Next, lets consider the case where some milestoning windows needed to be run in replicate. E.g. for some windows there are multiple individual replicates of the milestoning simulation that have been run (with different starting conformation / random seeds). This is useful, for instance, when it is found that too few edge crossings have occured over a given window edge and addtional replicates are run to increase sampling. Alternatively, this could be done to take advantage of having multiple gpus, workstations, cluster nodes, etc. wherein one would like to increase sampling by running multiple replicates rather than a single long simulation. I.e. cases where running additional simulations is more efficient than using additional resources on a single simulation.

In any case, care needs to be taken when collecting and analyzing milestoning data here because the individual replicas are not contiguous simulations but rather mimic an ensemble of simulations. For instane, if we treated replica simulations as contiguous, we could end up over counting / miscounting transition times where one replica ends and another starts. The solution is to analyze each replica individually and then agglomerate the results. Again, care must be taken here because we need to normalize over the total time spent in a given window, so we cannot simply take a raw mean of values over each replica. Thus, it is important to keep track of what data is coming from what replica in addition to each window.

For now, this simply means we need to add a column to our data to track replicas.
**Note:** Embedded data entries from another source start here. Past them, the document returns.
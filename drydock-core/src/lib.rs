//! Core types for the Drydock repository-hosting backend.
//!
//! Defines the domain surface shared by the HTTP service and the
//! endpoint plugins: configuration, per-request sessions, session
//! storage, the endpoint contract, and the error envelope used for
//! fault reporting.

#![warn(clippy::pedantic)]
#![deny(clippy::unwrap_used)]

pub mod config;
pub mod endpoint;
pub mod envelope;
pub mod session;
pub mod storage;

pub use config::{Config, ConfigError};
pub use endpoint::{Endpoint, EndpointFault, InputMap, Outcome, RawResponse, ServerContext};
pub use envelope::ErrorEnvelope;
pub use session::{Credentials, Session};
pub use storage::{StorageError, StorageHandle, StoragePool};
//! GitHub organization API client for remote repository creation.

use std::time::Duration;

use async_trait::async_trait;
use serde::Serialize;

use drydock_core::config::GithubSection;

use crate::error::OpsError;

/// Timeout on every API call.
const API_TIMEOUT: Duration = Duration::from_secs(15);

/// A repository creation request.
#[derive(Debug, Clone, PartialEq, Eq)]
pub struct NewRepository {
    /// Full repository name including the `.git` suffix.
    pub name: String,
    /// One-line description.
    pub description: String,
    /// Project homepage.
    pub homepage: String,
    /// Whether the repository is private to the organization.
    pub private: bool,
}

/// What the hosting API said about a creation request.
#[derive(Debug, Clone, PartialEq, Eq)]
pub enum HostOutcome {
    /// The repository now exists remotely.
    Created,
    /// The API refused; the payload is its response body, passed to
    /// the requester verbatim.
    Rejected(String),
}

/// A remote repository host.
#[async_trait]
pub trait RepoHost: Send + Sync {
    /// Create a repository under the configured organization.
    ///
    /// # Errors
    /// Returns [`OpsError::Http`] only when the API cannot be reached
    /// at all; an unhappy API answer is a [`HostOutcome::Rejected`].
    async fn create_repository(&self, repo: &NewRepository) -> Result<HostOutcome, OpsError>;
}

#[derive(Serialize)]
struct CreatePayload<'a> {
    name: &'a str,
    description: &'a str,
    homepage: &'a str,
    private: bool,
    has_issues: bool,
    has_projects: bool,
    has_wiki: bool,
}

/// The production GitHub client.
pub struct GithubClient {
    http: reqwest::Client,
    org: String,
    token: String,
    api_root: String,
}

impl GithubClient {
    /// Build a client from the GitHub configuration section.
    ///
    /// # Errors
    /// Returns [`OpsError::Http`] if the underlying HTTP client cannot
    /// be constructed.
    pub fn new(section: &GithubSection) -> Result<Self, OpsError> {
        let http = reqwest::Client::builder()
            .connect_timeout(API_TIMEOUT)
            .read_timeout(API_TIMEOUT)
            .user_agent(concat!("drydock/", env!("CARGO_PKG_VERSION")))
            .build()?;
        Ok(Self {
            http,
            org: section.org.clone(),
            token: section.token.clone(),
            api_root: section.api_root.clone(),
        })
    }
}

#[async_trait]
impl RepoHost for GithubClient {
    async fn create_repository(&self, repo: &NewRepository) -> Result<HostOutcome, OpsError> {
        let url = format!("{}/orgs/{}/repos", self.api_root, self.org);
        let payload = CreatePayload {
            name: &repo.name,
            description: &repo.description,
            homepage: &repo.homepage,
            private: repo.private,
            has_issues: false,
            has_projects: false,
            has_wiki: false,
        };
        let response = self
            .http
            .post(&url)
            .header("Authorization", format!("token {}", self.token))
            .json(&payload)
            .send()
            .await?;
        if response.status() == reqwest::StatusCode::CREATED {
            tracing::info!(repo = %repo.name, org = %self.org, "remote repository created");
            return Ok(HostOutcome::Created);
        }
        let body = response.text().await.unwrap_or_default();
        Ok(HostOutcome::Rejected(body))
    }
}
#[tokio::test]
async fn pmc_member_creates_a_public_repository() {
    let ctx = test_ctx().await;
    let host = StubHost::accepting();
    let notifier = Arc::new(RecordingNotifier::default());
    let git = Arc::new(StubGit::default());
    let endpoint = RepositoryEndpoint::new(
        Arc::clone(&host) as Arc<dyn RepoHost>,
        StubDirectory::with_project("foo", &["humbedooh"]),
        Arc::clone(&notifier) as Arc<dyn Notifier>,
        Arc::clone(&git) as Arc<dyn GitControl>,
    );
    let outcome = invoke(
        &endpoint,
        &ctx,
        Some(pmc_member()),
        &create_input(&[("repository", "foo-site.git")]),
    )
    .await;
    let (okay, message) = reply_of(&outcome);
    assert!(okay, "creation must succeed: {message}");
    assert_eq!(message, "Repository created!");

    let requests = host.requests();
    assert_eq!(requests.len(), 1);
    assert_eq!(requests[0].name, "foo-site.git");
    assert_eq!(requests[0].description, "Apache foo");
    assert_eq!(requests[0].homepage, "https://foo.apache.org/");
    assert!(!requests[0].private);

    let cloned = git.cloned();
    assert_eq!(cloned.len(), 1);
    let (origin, destination, commit_mail, title) = &cloned[0];
    assert_eq!(origin, "git@github:apache/foo-site.git");
    assert_eq!(destination, &PathBuf::from("/x1/repos/asf/foo-site.git"));
    assert_eq!(commit_mail, "commits@foo.apache.org");
    assert_eq!(title, "Apache foo");

    let appended = git.appended();
    assert_eq!(appended.len(), 1);
    assert_eq!(appended[0].1, "dev@foo.apache.org");

    let sent = notifier.sent();
    assert_eq!(sent.len(), 1);
    assert_eq!(sent[0].subject, "New GitBox/GitHub repository set up: foo-site.git");
    assert_eq!(
        sent[0].recipients,
        vec!["private@infra.apache.org".to_owned(), "private@foo.apache.org".to_owned()]
    );
    assert!(sent[0].body.contains("GitBox: https://gitbox.apache.org/repos/asf/foo-site.git"));
    assert!(sent[0].body.contains("GitHub: https://github.com/apache/foo-site.git"));
}

#[tokio::test]
async fn custom_mail_targets_and_title_are_respected() {
    let ctx = test_ctx().await;
    let git = Arc::new(StubGit::default());
    let notifier = Arc::new(RecordingNotifier::default());
    let endpoint = RepositoryEndpoint::new(
        StubHost::accepting(),
        StubDirectory::empty(),
        Arc::clone(&notifier) as Arc<dyn Notifier>,
        Arc::clone(&git) as Arc<dyn GitControl>,
    );
    let outcome = invoke(
        &endpoint,
        &ctx,
        Some(infra_admin()),
        &create_input(&[
            ("repository", "foo-site.git"),
            ("title", "Apache Foo Website"),
            ("commit", "cvs@foo.apache.org"),
            ("issue", "issues@foo.apache.org"),
        ]),
    )
    .await;
    let (okay, _) = reply_of(&outcome);
    assert!(okay);
    let cloned = git.cloned();
    assert_eq!(cloned[0].2, "cvs@foo.apache.org");
    assert_eq!(cloned[0].3, "Apache Foo Website");
    assert_eq!(git.appended()[0].1, "issues@foo.apache.org");
    assert!(notifier.sent()[0].body.contains("Commit mail target: cvs@foo.apache.org"));
}

#[tokio::test]
async fn foundation_member_may_create_exec_project_repos() {
    let ctx = test_ctx().await;
    let git = Arc::new(StubGit::default());
    let endpoint = RepositoryEndpoint::new(
        StubHost::accepting(),
        StubDirectory::empty(),
        Arc::new(RecordingNotifier::default()),
        Arc::clone(&git) as Arc<dyn GitControl>,
    );
    let outcome = invoke(
        &endpoint,
        &ctx,
        Some(foundation_member()),
        &create_input(&[("repository", "board-site.git")]),
    )
    .await;
    let (okay, message) = reply_of(&outcome);
    assert!(okay, "exec project creation must skip the roster gate: {message}");
}

#[tokio::test]
async fn existing_repository_is_refused() {
    let ctx = test_ctx().await;
    let git = Arc::new(StubGit {
        existing: vec![PathBuf::from("/x1/repos/asf/foo-site.git")],
        ..StubGit::default()
    });
    let endpoint = RepositoryEndpoint::new(
        StubHost::accepting(),
        StubDirectory::empty(),
        Arc::new(RecordingNotifier::default()),
        Arc::clone(&git) as Arc<dyn GitControl>,
    );
    let outcome = invoke(
        &endpoint,
        &ctx,
        Some(infra_admin()),
        &create_input(&[("repository", "foo-site.git")]),
    )
    .await;
    let (okay, message) = reply_of(&outcome);
    assert!(!okay);
    assert_eq!(message, "A repository by that name already exists");
    assert!(git.cloned().is_empty(), "nothing is cloned for a refused request");
}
Since each replicate uses the same restraint setup, we need only modify how we store the simulation coordinates that are loaded.

In [8]:
dataDir='test_multiReplica_md_data/' #set this to the appropriate directory name
#dataDir='Milestoning_analysis/test_md_data' #uncomment this line if you needed to clone the repo
dataFiles=np.sort(os.listdir(dataDir))
dataFiles

array(['window_00.rest', 'window_00_rest.dat', 'window_00_rest.rep_1.dat',
       'window_00_rest.rep_2.dat', 'window_00_rest.rep_3.dat',
       'window_00_rest.rep_4.dat', 'window_00_rest.rep_5.dat',
       'window_00_rest.rep_6.dat', 'window_00_rest.step_1.dat',
       'window_01.rest', 'window_01_rest.dat',
       'window_01_rest.step_1.dat', 'window_01_rest.step_2.dat',
       'window_02.rest', 'window_02_rest.dat',
       'window_02_rest.step_1.dat', 'window_03.rest',
       'window_03_rest.dat', 'window_03_rest.step_1.dat',
       'window_04.rest', 'window_04_rest.dat',
       'window_04_rest.step_1.dat'], dtype='|S25')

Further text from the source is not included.